▶ Task statement: Give again, exactly as written, each line of the material below starting at the line that contains "after the change." and ending at the line that contains "to this node.". Both ends count, and no other line does.

▶ Material for the task:
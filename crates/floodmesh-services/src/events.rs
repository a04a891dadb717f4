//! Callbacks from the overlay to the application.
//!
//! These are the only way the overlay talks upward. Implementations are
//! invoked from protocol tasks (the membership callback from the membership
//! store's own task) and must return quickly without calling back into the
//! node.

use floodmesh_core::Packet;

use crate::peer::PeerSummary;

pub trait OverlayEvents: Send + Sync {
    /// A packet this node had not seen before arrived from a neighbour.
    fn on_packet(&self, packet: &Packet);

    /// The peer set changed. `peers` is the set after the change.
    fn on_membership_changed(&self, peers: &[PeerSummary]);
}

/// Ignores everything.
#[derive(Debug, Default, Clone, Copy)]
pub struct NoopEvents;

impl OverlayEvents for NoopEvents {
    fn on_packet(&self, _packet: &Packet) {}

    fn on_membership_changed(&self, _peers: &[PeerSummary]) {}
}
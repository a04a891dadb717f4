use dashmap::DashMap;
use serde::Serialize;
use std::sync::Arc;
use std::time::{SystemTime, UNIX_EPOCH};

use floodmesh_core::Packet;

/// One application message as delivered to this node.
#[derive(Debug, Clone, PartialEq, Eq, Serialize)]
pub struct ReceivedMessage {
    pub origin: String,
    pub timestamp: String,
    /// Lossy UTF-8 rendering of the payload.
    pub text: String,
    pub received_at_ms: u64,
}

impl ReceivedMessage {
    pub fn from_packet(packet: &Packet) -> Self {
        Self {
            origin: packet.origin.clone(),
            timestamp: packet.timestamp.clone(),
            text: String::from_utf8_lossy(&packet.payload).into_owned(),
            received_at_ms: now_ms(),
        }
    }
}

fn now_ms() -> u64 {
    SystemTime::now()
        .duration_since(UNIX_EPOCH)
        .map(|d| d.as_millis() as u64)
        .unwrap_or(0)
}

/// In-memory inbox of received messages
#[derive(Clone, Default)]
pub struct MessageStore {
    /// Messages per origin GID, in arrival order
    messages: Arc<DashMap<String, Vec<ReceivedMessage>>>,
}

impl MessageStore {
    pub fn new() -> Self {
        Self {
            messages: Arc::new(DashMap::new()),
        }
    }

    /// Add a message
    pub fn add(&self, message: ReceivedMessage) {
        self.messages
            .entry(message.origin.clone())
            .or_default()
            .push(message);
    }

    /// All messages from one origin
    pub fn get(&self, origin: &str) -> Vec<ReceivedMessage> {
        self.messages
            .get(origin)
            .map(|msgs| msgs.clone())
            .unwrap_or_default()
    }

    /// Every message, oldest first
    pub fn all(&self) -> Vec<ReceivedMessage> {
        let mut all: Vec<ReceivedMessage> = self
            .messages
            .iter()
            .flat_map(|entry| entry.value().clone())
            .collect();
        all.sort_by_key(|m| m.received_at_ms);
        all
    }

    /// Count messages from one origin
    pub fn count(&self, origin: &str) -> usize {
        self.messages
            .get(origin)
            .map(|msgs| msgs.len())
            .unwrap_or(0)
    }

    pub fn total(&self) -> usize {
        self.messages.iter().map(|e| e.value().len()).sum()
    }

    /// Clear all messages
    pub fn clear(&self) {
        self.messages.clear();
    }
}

▶ Answer space:
    /// The peer set changed. `peers` is the set after the change.
    fn on_membership_changed(&self, peers: &[PeerSummary]);
}

/// Ignores everything.
#[derive(Debug, Default, Clone, Copy)]
pub struct NoopEvents;

impl OverlayEvents for NoopEvents {
    fn on_packet(&self, _packet: &Packet) {}

    fn on_membership_changed(&self, _peers: &[PeerSummary]) {}
}
repository a04a891dadb717f4
use dashmap::DashMap;
use serde::Serialize;
use std::sync::Arc;
use std::time::{SystemTime, UNIX_EPOCH};

use floodmesh_core::Packet;

/// One application message as delivered to this node.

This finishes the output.